To be sure, the numbers are too small to be statistically significant. Some scientists were also skeptical because a few patients with shunts were dropped from the results when they stopped taking medications. But a larger trial now is trying to enroll about 250 patients.  

The first experiments treating Alzheimer's patients with shunts were performed back in the 1960s, but sudden drops in fluid pressure caused bleeding. The new shunts use a low-flow valve that constantly dumps small amounts of spinal fluid into the blood stream in an attempt to clear proteins and increase brain-fluid production.  

If the shunts are proven to slow Alzheimer's in the larger trial, "it will be the very first clinical intervention that actually changes the course of the disease," says Dr. Silverberg.  

What's good for your heart is good for your head. Increasingly, scientists are discovering that high blood pressure, high cholesterol, lack of exercise and other contributors to heart disease are also present in Alzheimer's patients. The latest coincidence: high blood levels of homocysteine, an amino acid that is a byproduct of red meat -- already believed by many scientists to contribute to atherosclerosis.  

In Sydney, Australia, scientists studying 36 healthy elderly people found last year that those with greater brain atrophy were twice as likely to have high homocysteine levels as those with less atrophy. Other researchers at the University of California-Davis found that people with high levels of homocysteine were 10 times as likely to have vascular disease, which, along with brain atrophy, is related to the development of dementia, including Alzheimer's.  

"You can control high homocysteine levels" by eating foods with vitamins B-6 and B-12 and folic acid, which help break down the amino acid, says James Toole, a neurologist at Wake Forest University School of Medicine in Winston-Salem, N.C. "You shouldn't eat steak," he adds.  

Drink to your health. People who drink an occasional glass of wine may have a lower risk of developing Alzheimer's and other forms of dementia, according to a study of elderly Europeans published in November.  

Researchers in Copenhagen examined the drinking patterns of 1,709 people in the 1970s, then assessed them for dementia in the 1990s, when they were 65 or older. Over that period, 83 participants developed dementia. People who drank wine weekly or monthly were significantly less likely to develop dementia as those who didn't. In contrast, those who drank beer once a month were more than two times as likely to develop dementia as those who hardly ever drank beer.  

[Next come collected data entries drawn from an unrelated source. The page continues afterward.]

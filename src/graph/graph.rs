//! 图数据结构
//!
//! 内存中的有向属性图，顶点和边都按插入顺序保存

use super::edge::{Edge, EdgeKey};
use super::index::AdjacencyIndex;
use super::vertex::{NodeKey, Vertex};
use crate::error::{Error, Result};
use crate::types::Properties;
use indexmap::IndexMap;
use std::collections::HashSet;

/// 有向属性图
#[derive(Debug, Clone)]
pub struct DiGraph<N: NodeKey> {
    /// 顶点表
    vertices: IndexMap<N, Vertex<N>>,
    /// 边表
    edges: IndexMap<EdgeKey<N>, Edge<N>>,
    /// 邻接索引
    adjacency: AdjacencyIndex<N>,
}

impl<N: NodeKey> DiGraph<N> {
    /// 创建空图
    pub fn new() -> Self {
        Self {
            vertices: IndexMap::new(),
            edges: IndexMap::new(),
            adjacency: AdjacencyIndex::new(),
        }
    }

    /// 按顶点数和边数预分配
    pub fn with_capacity(nodes: usize, edges: usize) -> Self {
        Self {
            vertices: IndexMap::with_capacity(nodes),
            edges: IndexMap::with_capacity(edges),
            adjacency: AdjacencyIndex::with_capacity(nodes),
        }
    }

    // ==================== 顶点操作 ====================

    /// 添加顶点；顶点已存在时合并属性
    pub fn add_node(&mut self, id: N, properties: Properties) {
        match self.vertices.get_mut(&id) {
            Some(vertex) => vertex.extend_properties(properties),
            None => {
                let vertex = Vertex::new(id.clone(), properties);
                self.vertices.insert(id, vertex);
            }
        }
    }

    /// 是否包含顶点
    pub fn contains_node(&self, id: &N) -> bool {
        self.vertices.contains_key(id)
    }

    /// 获取顶点
    pub fn node(&self, id: &N) -> Option<&Vertex<N>> {
        self.vertices.get(id)
    }

    /// 获取可变顶点
    pub fn node_mut(&mut self, id: &N) -> Option<&mut Vertex<N>> {
        self.vertices.get_mut(id)
    }

    /// 顶点在插入顺序中的位置
    pub fn node_index(&self, id: &N) -> Option<usize> {
        self.vertices.get_index_of(id)
    }

    /// 按插入顺序遍历顶点
    pub fn nodes(&self) -> impl Iterator<Item = &Vertex<N>> {
        self.vertices.values()
    }

    /// 按插入顺序遍历顶点 ID
    pub fn node_ids(&self) -> impl Iterator<Item = &N> {
        self.vertices.keys()
    }

    pub(crate) fn nodes_mut(&mut self) -> impl Iterator<Item = &mut Vertex<N>> {
        self.vertices.values_mut()
    }

    /// 获取顶点数量
    pub fn node_count(&self) -> usize {
        self.vertices.len()
    }

    /// 图中是否没有顶点
    pub fn is_empty(&self) -> bool {
        self.vertices.is_empty()
    }

    // ==================== 边操作 ====================

    /// 添加边；两个端点必须已存在，边已存在时合并属性
    pub fn add_edge(&mut self, src: N, dst: N, properties: Properties) -> Result<()> {
        if !self.vertices.contains_key(&src) {
            return Err(Error::NodeNotFound(format!("源顶点 {:?}", src)));
        }
        if !self.vertices.contains_key(&dst) {
            return Err(Error::NodeNotFound(format!("目标顶点 {:?}", dst)));
        }

        let key = (src, dst);
        if let Some(edge) = self.edges.get_mut(&key) {
            edge.extend_properties(properties);
            return Ok(());
        }

        self.adjacency.add_edge(&key.0, &key.1);
        let edge = Edge::new(key.0.clone(), key.1.clone(), properties);
        self.edges.insert(key, edge);
        Ok(())
    }

    /// 是否包含边
    pub fn contains_edge(&self, src: &N, dst: &N) -> bool {
        self.adjacency.contains(src, dst)
    }

    /// 获取边
    pub fn edge(&self, key: &EdgeKey<N>) -> Option<&Edge<N>> {
        self.edges.get(key)
    }

    /// 获取可变边
    pub fn edge_mut(&mut self, key: &EdgeKey<N>) -> Option<&mut Edge<N>> {
        self.edges.get_mut(key)
    }

    /// 按插入顺序遍历边
    pub fn edges(&self) -> impl Iterator<Item = &Edge<N>> {
        self.edges.values()
    }

    /// 按插入顺序遍历边 ID
    pub fn edge_keys(&self) -> impl Iterator<Item = &EdgeKey<N>> {
        self.edges.keys()
    }

    pub(crate) fn edges_mut(&mut self) -> impl Iterator<Item = &mut Edge<N>> {
        self.edges.values_mut()
    }

    /// 获取边数量
    pub fn edge_count(&self) -> usize {
        self.edges.len()
    }

    // ==================== 邻居查询 ====================

    /// 获取顶点的出度；顶点不存在时为 0
    pub fn out_degree(&self, id: &N) -> usize {
        self.adjacency.out_degree(id)
    }

    /// 获取顶点的入度；顶点不存在时为 0
    pub fn in_degree(&self, id: &N) -> usize {
        self.adjacency.in_degree(id)
    }

    /// 获取后继（出边指向的顶点）
    pub fn successors<'a>(&'a self, id: &N) -> impl Iterator<Item = &'a N> + 'a {
        self.adjacency.successors(id)
    }

    /// 获取前驱（入边来源的顶点）
    pub fn predecessors<'a>(&'a self, id: &N) -> impl Iterator<Item = &'a N> + 'a {
        self.adjacency.predecessors(id)
    }

    // ==================== 子图 ====================

    /// 由给定顶点集合导出的子图
    ///
    /// 只保留两个端点都在集合中的边。属性被深拷贝，顶点和边保持原图中的
    /// 插入顺序。集合中不属于本图的顶点被忽略。
    pub fn subgraph(&self, keep: &HashSet<N>) -> DiGraph<N> {
        let mut sub = DiGraph::with_capacity(keep.len(), 0);
        for (id, vertex) in &self.vertices {
            if keep.contains(id) {
                sub.vertices.insert(id.clone(), vertex.clone());
            }
        }
        for (key, edge) in &self.edges {
            if keep.contains(&key.0) && keep.contains(&key.1) {
                sub.adjacency.add_edge(&key.0, &key.1);
                sub.edges.insert(key.clone(), edge.clone());
            }
        }
        sub
    }
}

impl<N: NodeKey> Default for DiGraph<N> {
    fn default() -> Self {
        Self::new()
    }
}

#[cfg(test)]
mod tests {
    use super::*;
    use crate::types::PropertyValue;

    fn props(t: i64) -> Properties {
        let mut p = Properties::new();
        p.insert("t".to_string(), PropertyValue::Int(t));
        p
    }

    #[test]
    fn test_graph_basic() {
        let mut graph = DiGraph::new();
        graph.add_node(1u64, props(0));
        graph.add_node(2u64, props(1));
        graph.add_node(3u64, props(1));

        assert_eq!(graph.node_count(), 3);

        graph.add_edge(1, 2, Properties::new()).unwrap();
        graph.add_edge(1, 3, Properties::new()).unwrap();
        assert_eq!(graph.edge_count(), 2);

        assert!(graph.contains_edge(&1, &2));
        assert!(!graph.contains_edge(&2, &1));
        assert_eq!(graph.successors(&1).copied().collect::<Vec<_>>(), vec![2, 3]);
        assert_eq!(graph.predecessors(&3).copied().collect::<Vec<_>>(), vec![1]);
        assert_eq!(graph.node_index(&3), Some(2));
    }

    #[test]
    fn test_graph_degrees() {
        let mut graph = DiGraph::new();
        for id in 1..=3u64 {
            graph.add_node(id, Properties::new());
        }
        graph.add_edge(1, 2, Properties::new()).unwrap();
        graph.add_edge(1, 3, Properties::new()).unwrap();
        graph.add_edge(2, 3, Properties::new()).unwrap();

        assert_eq!(graph.out_degree(&1), 2);
        assert_eq!(graph.in_degree(&3), 2);
        assert_eq!(graph.in_degree(&42), 0);
    }

    #[test]
    fn test_add_edge_requires_endpoints() {
        let mut graph = DiGraph::new();
        graph.add_node("a", Properties::new());

        let err = graph.add_edge("a", "b", Properties::new()).unwrap_err();
        assert!(matches!(err, Error::NodeNotFound(_)));
        assert_eq!(graph.edge_count(), 0);
    }

    #[test]
    fn test_readd_merges_properties() {
        let mut graph = DiGraph::new();
        graph.add_node(1u64, props(0));
        graph.add_node(1u64, props(5));
        assert_eq!(graph.node_count(), 1);
        assert_eq!(
            graph.node(&1).unwrap().property("t"),
            Some(&PropertyValue::Int(5))
        );

        graph.add_node(2u64, props(1));
        graph.add_edge(1, 2, Properties::new()).unwrap();
        graph.add_edge(1, 2, props(9)).unwrap();
        assert_eq!(graph.edge_count(), 1);
        assert_eq!(graph.out_degree(&1), 1);
        assert_eq!(
            graph.edge(&(1, 2)).unwrap().property("t"),
            Some(&PropertyValue::Int(9))
        );
    }

    #[test]
    fn test_subgraph() {
        let mut graph = DiGraph::new();
        for id in 1..=4u64 {
            graph.add_node(id, props(id as i64));
        }
        graph.add_edge(1, 2, Properties::new()).unwrap();
        graph.add_edge(2, 3, Properties::new()).unwrap();
        graph.add_edge(3, 4, Properties::new()).unwrap();

        let keep: HashSet<u64> = [4, 2, 3, 99].into_iter().collect();
        let sub = graph.subgraph(&keep);

        assert_eq!(sub.node_ids().copied().collect::<Vec<_>>(), vec![2, 3, 4]);
        assert_eq!(
            sub.edge_keys().copied().collect::<Vec<_>>(),
            vec![(2, 3), (3, 4)]
        );
        assert_eq!(sub.in_degree(&2), 0);
        assert_eq!(graph.in_degree(&2), 1);
    }
}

Wine, especially red wine, contains flavonoids, a type of antioxidant believed to neutralize or prevent brain damage. The results don't mean people should necessarily start drinking more, notes Thomas Truelsen of Denmark's Institute of Preventive Medicine. But they could mean that an agent in red wine could become an important weapon in fighting dementia, he adds.  

One final note: Make sure your parents and other older loved ones know there are glimmers of hope. Most elderly people still believe that memory problems are an inevitable part of aging about which nothing can be done. That was the conclusion reached last summer by Perla Werner, an associate professor of gerontology at the University of Haifa in Israel, after extensive interviews with 79 elderly people about their perceptions of memory problems and their decisions to seek -- or not to seek -- help.